REQUIRED ACTION
Show all lines of the entries in which the word "runner" is found.

- - - -

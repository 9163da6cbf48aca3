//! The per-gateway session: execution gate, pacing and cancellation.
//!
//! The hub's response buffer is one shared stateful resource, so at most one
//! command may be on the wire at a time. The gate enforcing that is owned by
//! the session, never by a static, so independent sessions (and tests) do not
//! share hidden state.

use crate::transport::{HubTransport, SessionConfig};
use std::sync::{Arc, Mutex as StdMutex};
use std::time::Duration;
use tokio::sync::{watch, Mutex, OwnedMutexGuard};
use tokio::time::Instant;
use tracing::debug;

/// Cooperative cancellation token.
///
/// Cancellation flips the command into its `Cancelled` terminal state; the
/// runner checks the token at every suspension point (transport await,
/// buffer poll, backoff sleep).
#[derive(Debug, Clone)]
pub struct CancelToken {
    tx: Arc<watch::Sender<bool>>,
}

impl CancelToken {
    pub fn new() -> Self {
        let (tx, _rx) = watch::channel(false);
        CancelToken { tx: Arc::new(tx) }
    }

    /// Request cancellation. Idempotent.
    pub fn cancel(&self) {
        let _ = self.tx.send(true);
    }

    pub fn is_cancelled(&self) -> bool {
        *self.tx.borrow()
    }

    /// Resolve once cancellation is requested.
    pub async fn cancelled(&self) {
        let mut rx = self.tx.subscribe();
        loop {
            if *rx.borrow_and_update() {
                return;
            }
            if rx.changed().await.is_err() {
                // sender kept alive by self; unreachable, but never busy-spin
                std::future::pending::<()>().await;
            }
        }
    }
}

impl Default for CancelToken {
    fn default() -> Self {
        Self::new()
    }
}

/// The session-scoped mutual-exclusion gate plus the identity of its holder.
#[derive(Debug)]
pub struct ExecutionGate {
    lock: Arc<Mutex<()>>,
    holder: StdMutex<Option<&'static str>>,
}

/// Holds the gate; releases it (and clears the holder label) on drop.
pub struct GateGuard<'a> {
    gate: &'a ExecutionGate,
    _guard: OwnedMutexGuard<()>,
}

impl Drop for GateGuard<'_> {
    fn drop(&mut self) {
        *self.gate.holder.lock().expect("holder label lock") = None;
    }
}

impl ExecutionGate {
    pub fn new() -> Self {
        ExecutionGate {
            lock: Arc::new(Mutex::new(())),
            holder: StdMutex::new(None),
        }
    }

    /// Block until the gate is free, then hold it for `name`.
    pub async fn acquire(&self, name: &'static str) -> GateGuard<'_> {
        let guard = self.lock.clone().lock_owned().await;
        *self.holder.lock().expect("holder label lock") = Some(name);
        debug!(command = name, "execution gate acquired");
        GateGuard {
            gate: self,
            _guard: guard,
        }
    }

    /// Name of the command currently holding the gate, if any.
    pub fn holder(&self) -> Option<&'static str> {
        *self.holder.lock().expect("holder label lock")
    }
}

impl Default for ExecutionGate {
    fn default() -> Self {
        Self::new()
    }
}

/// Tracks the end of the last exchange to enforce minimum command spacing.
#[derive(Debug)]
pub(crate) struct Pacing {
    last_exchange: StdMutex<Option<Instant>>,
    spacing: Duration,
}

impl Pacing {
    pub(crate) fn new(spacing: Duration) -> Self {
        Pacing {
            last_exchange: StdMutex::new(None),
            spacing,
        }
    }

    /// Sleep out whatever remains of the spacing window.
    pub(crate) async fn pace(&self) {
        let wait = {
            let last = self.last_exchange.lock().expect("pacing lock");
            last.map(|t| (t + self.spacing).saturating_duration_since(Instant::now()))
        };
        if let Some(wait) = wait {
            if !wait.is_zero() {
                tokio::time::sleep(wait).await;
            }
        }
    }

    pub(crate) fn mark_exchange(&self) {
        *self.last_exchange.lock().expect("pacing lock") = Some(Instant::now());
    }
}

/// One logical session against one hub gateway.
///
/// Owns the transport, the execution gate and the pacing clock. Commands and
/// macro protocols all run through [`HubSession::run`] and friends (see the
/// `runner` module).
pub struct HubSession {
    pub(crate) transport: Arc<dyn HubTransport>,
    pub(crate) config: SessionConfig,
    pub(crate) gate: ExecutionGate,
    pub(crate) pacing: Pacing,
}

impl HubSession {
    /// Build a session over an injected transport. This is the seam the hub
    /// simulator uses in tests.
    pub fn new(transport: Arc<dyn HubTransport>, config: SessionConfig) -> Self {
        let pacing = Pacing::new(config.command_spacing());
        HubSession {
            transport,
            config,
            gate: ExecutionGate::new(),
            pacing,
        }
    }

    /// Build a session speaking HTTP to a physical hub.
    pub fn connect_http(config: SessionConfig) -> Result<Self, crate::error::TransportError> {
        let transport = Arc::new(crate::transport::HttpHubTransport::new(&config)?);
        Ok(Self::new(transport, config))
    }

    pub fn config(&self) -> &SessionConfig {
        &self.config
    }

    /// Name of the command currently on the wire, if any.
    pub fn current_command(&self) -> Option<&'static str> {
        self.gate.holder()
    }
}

- - - -

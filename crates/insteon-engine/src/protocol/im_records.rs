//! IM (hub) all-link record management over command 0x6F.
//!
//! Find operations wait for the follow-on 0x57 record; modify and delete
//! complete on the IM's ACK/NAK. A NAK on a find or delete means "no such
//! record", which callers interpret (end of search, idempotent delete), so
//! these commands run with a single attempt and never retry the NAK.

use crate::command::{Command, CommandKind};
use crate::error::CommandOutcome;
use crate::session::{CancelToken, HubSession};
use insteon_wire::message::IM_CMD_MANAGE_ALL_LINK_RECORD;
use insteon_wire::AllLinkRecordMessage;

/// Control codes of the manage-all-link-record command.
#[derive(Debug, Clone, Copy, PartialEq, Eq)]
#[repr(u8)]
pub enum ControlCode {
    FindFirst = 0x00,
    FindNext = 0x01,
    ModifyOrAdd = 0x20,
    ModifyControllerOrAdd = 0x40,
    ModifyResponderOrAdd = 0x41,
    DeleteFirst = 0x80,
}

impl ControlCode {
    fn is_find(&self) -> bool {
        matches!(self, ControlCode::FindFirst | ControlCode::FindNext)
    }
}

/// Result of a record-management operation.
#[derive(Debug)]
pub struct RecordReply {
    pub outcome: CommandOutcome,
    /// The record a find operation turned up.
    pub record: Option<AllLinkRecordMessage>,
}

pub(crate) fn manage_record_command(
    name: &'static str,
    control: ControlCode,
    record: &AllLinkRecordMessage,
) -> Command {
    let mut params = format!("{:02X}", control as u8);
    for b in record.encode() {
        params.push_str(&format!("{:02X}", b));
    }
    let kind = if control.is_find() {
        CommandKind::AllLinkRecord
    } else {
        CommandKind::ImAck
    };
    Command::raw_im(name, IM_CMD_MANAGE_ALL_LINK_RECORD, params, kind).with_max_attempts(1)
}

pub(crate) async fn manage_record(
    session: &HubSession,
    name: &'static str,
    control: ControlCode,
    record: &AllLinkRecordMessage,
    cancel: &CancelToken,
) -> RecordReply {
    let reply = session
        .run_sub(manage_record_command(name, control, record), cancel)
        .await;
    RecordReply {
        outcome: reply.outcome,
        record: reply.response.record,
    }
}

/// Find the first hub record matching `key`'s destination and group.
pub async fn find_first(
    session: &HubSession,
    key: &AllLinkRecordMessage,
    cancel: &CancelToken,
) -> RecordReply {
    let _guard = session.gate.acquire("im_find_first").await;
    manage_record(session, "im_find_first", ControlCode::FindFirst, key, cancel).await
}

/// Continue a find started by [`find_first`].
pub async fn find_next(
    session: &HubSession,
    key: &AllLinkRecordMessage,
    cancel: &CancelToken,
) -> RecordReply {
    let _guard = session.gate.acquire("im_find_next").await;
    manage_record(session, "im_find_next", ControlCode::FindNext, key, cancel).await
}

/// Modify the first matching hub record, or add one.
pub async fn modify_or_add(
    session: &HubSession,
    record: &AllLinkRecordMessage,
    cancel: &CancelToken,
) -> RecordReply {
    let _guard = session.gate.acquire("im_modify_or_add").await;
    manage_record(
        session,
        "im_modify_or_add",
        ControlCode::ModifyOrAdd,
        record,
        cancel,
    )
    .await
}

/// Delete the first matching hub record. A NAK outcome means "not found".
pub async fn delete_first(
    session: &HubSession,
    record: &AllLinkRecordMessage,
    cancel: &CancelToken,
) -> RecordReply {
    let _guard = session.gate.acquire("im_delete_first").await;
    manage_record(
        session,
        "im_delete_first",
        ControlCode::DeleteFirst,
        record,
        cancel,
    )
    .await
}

- - - -

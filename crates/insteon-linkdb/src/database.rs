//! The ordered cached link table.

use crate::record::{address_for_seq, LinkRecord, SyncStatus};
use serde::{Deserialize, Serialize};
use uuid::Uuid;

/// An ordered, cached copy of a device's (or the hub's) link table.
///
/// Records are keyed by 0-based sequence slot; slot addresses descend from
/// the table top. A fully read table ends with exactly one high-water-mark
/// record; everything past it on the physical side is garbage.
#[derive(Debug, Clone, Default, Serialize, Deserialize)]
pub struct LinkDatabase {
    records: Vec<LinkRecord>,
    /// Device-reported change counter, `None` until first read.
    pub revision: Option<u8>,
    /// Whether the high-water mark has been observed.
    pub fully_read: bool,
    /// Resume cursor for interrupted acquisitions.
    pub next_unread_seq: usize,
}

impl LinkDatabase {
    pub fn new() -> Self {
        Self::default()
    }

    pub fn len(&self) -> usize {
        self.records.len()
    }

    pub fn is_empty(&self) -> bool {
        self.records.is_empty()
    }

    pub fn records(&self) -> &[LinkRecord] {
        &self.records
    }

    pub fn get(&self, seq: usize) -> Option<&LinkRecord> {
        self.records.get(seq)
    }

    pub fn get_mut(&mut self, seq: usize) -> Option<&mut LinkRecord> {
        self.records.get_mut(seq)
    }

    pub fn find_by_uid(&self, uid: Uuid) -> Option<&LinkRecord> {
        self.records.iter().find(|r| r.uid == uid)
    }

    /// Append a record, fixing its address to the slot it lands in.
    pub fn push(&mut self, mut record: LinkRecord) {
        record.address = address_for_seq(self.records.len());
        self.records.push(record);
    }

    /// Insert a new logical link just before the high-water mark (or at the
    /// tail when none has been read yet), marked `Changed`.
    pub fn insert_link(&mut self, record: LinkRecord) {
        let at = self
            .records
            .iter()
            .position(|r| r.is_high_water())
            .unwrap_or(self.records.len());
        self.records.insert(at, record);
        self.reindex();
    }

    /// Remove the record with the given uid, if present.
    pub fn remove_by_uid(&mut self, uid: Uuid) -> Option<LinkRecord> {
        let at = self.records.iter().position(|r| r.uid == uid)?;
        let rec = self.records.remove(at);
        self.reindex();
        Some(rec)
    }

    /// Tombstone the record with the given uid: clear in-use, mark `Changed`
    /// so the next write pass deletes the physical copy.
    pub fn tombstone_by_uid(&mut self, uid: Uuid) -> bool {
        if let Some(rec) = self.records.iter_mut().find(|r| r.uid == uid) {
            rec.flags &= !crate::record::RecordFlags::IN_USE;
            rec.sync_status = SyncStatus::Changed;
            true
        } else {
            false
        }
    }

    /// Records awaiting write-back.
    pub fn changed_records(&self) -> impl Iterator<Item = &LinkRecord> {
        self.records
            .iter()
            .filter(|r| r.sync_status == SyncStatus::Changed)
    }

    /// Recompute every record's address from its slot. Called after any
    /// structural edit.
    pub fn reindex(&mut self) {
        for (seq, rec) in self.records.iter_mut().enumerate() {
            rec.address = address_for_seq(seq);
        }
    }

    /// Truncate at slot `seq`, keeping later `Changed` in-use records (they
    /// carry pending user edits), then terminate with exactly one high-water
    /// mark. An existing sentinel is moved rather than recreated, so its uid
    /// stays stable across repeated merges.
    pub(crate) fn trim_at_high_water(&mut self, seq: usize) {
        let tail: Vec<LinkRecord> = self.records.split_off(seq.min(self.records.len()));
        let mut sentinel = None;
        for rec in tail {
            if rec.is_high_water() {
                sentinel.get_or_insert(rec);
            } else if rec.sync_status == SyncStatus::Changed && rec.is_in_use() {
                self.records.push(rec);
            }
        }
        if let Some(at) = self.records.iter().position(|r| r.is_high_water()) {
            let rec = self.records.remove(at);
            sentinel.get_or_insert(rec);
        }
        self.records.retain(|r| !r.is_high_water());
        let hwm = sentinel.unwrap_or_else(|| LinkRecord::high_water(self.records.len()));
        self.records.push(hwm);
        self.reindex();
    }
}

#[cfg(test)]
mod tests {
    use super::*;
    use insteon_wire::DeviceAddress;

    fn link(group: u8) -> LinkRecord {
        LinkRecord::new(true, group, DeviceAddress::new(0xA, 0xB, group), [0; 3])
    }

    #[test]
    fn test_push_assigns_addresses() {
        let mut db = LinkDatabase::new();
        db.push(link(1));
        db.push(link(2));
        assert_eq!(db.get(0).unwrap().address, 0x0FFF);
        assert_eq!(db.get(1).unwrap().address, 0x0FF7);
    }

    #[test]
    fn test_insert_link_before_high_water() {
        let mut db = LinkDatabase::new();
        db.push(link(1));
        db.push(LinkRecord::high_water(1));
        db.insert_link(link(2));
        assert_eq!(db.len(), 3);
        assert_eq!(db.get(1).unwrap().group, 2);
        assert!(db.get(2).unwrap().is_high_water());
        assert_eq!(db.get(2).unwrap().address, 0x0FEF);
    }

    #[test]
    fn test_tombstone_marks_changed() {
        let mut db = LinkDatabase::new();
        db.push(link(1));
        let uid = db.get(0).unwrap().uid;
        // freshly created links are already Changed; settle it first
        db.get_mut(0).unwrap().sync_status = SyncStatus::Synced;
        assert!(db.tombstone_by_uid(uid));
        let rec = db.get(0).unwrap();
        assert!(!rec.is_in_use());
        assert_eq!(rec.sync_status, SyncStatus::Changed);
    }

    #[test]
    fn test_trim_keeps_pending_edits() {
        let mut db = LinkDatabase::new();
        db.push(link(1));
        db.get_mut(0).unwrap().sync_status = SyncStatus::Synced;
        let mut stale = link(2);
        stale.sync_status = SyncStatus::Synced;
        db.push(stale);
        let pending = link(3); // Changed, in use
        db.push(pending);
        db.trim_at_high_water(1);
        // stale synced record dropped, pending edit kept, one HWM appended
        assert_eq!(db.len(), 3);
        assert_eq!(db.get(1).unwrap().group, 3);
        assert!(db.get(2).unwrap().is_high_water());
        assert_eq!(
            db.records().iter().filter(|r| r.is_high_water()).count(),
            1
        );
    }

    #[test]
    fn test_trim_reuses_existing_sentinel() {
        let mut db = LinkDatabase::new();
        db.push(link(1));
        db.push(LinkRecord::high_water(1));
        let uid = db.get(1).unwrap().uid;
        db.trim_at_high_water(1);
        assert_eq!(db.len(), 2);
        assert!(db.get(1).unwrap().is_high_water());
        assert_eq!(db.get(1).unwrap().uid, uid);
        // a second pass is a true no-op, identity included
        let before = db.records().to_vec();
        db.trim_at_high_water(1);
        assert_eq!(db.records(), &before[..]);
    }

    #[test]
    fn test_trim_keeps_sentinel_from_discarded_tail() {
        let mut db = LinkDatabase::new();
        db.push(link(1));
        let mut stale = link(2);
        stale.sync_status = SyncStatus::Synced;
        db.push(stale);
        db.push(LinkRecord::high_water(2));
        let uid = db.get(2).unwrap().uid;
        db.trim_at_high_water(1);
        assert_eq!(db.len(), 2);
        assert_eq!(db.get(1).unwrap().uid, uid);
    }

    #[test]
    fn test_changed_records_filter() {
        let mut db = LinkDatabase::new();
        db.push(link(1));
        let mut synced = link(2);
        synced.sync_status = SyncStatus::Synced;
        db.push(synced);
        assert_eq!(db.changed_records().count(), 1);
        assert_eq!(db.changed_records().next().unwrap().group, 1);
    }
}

- - - -

TASK RESPONSE
/// runner checks the token at every suspension point (transport await,
/// `runner` module).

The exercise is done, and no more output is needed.